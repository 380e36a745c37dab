//! Growable occupancy grid storage.
//!
//! Row-major flat storage of scalar cell values in [0, 1], with the
//! sentinel [`UNOBSERVED`] marking cells never measured. The grid carries
//! an origin index naming the cell under local coordinate (0, 0); the
//! index moves whenever a row or column is prepended. Within a mapping
//! session the grid only grows, one row or column per unit of overflow.

use crate::error::{Error, Result};

/// Sentinel value for cells that were never observed.
pub const UNOBSERVED: f32 = -1.0;

/// Rectangular 2D scalar grid with an origin offset.
///
/// Rows run along the local X axis, columns along local Y, matching the
/// map record layout sent by the robot.
#[derive(Debug, Clone, PartialEq)]
pub struct OccupancyGrid {
    cells: Vec<f32>,
    rows: usize,
    cols: usize,
    origin_row: i32,
    origin_col: i32,
}

impl OccupancyGrid {
    /// Fresh 1×1 unobserved grid with origin at (0, 0).
    pub fn new() -> Self {
        Self {
            cells: vec![UNOBSERVED],
            rows: 1,
            cols: 1,
            origin_row: 0,
            origin_col: 0,
        }
    }

    /// Build from row vectors. Fails unless all rows have equal positive
    /// length.
    pub fn from_rows(rows: Vec<Vec<f32>>, origin_row: i32, origin_col: i32) -> Result<Self> {
        let height = rows.len();
        let width = rows.first().map(Vec::len).unwrap_or(0);
        if height == 0 || width == 0 {
            return Err(Error::Parse("empty grid".to_string()));
        }
        if rows.iter().any(|r| r.len() != width) {
            return Err(Error::Parse("ragged grid rows".to_string()));
        }
        let mut cells = Vec::with_capacity(height * width);
        for row in &rows {
            cells.extend_from_slice(row);
        }
        Ok(Self {
            cells,
            rows: height,
            cols: width,
            origin_row,
            origin_col,
        })
    }

    /// Number of rows (extent along local X).
    pub fn rows(&self) -> usize {
        self.rows
    }

    /// Number of columns (extent along local Y).
    pub fn cols(&self) -> usize {
        self.cols
    }

    /// Origin index (row, col) of local coordinate (0, 0).
    pub fn origin(&self) -> (i32, i32) {
        (self.origin_row, self.origin_col)
    }

    /// Cell value; out-of-bounds reads as unobserved.
    pub fn get(&self, row: usize, col: usize) -> f32 {
        if row < self.rows && col < self.cols {
            self.cells[row * self.cols + col]
        } else {
            UNOBSERVED
        }
    }

    /// Set a cell value. Caller must have bounded the index first.
    pub fn set(&mut self, row: usize, col: usize, value: f32) {
        debug_assert!(row < self.rows && col < self.cols);
        self.cells[row * self.cols + col] = value;
    }

    /// Whether the cell exists and holds an observation.
    pub fn is_observed(&self, row: i64, col: i64) -> bool {
        row >= 0
            && col >= 0
            && (row as usize) < self.rows
            && (col as usize) < self.cols
            && self.cells[row as usize * self.cols + col as usize] != UNOBSERVED
    }

    /// Grow until the signed cell index fits, one row/column per unit of
    /// overflow, and return the bounded in-grid index.
    ///
    /// Prepending shifts the origin index on that axis; appending leaves
    /// it unchanged. New cells start unobserved.
    pub fn ensure_contains(&mut self, mut row: i64, mut col: i64) -> (usize, usize) {
        while row < 0 {
            self.prepend_row();
            row += 1;
        }
        while row >= self.rows as i64 {
            self.append_row();
        }
        while col < 0 {
            self.prepend_col();
            col += 1;
        }
        while col >= self.cols as i64 {
            self.append_col();
        }
        (row as usize, col as usize)
    }

    /// Copy the grid out as row vectors (for serialization).
    pub fn to_rows(&self) -> Vec<Vec<f32>> {
        self.cells.chunks(self.cols).map(<[f32]>::to_vec).collect()
    }

    fn append_row(&mut self) {
        self.cells.extend(std::iter::repeat(UNOBSERVED).take(self.cols));
        self.rows += 1;
    }

    fn prepend_row(&mut self) {
        self.cells.splice(0..0, std::iter::repeat(UNOBSERVED).take(self.cols));
        self.rows += 1;
        self.origin_row += 1;
    }

    fn append_col(&mut self) {
        let mut cells = Vec::with_capacity(self.rows * (self.cols + 1));
        for row in self.cells.chunks(self.cols) {
            cells.extend_from_slice(row);
            cells.push(UNOBSERVED);
        }
        self.cells = cells;
        self.cols += 1;
    }

    fn prepend_col(&mut self) {
        let mut cells = Vec::with_capacity(self.rows * (self.cols + 1));
        for row in self.cells.chunks(self.cols) {
            cells.push(UNOBSERVED);
            cells.extend_from_slice(row);
        }
        self.cells = cells;
        self.cols += 1;
        self.origin_col += 1;
    }
}

impl Default for OccupancyGrid {
    fn default() -> Self {
        Self::new()
    }
}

EXERCISE
Copy out every line from the data above in which the word "local" occurs.

RESPONSE TO THIS TASK
//! an origin index naming the cell under local coordinate (0, 0); the
/// Rows run along the local X axis, columns along local Y, matching the
    /// Number of rows (extent along local X).
    /// Number of columns (extent along local Y).
    /// Origin index (row, col) of local coordinate (0, 0).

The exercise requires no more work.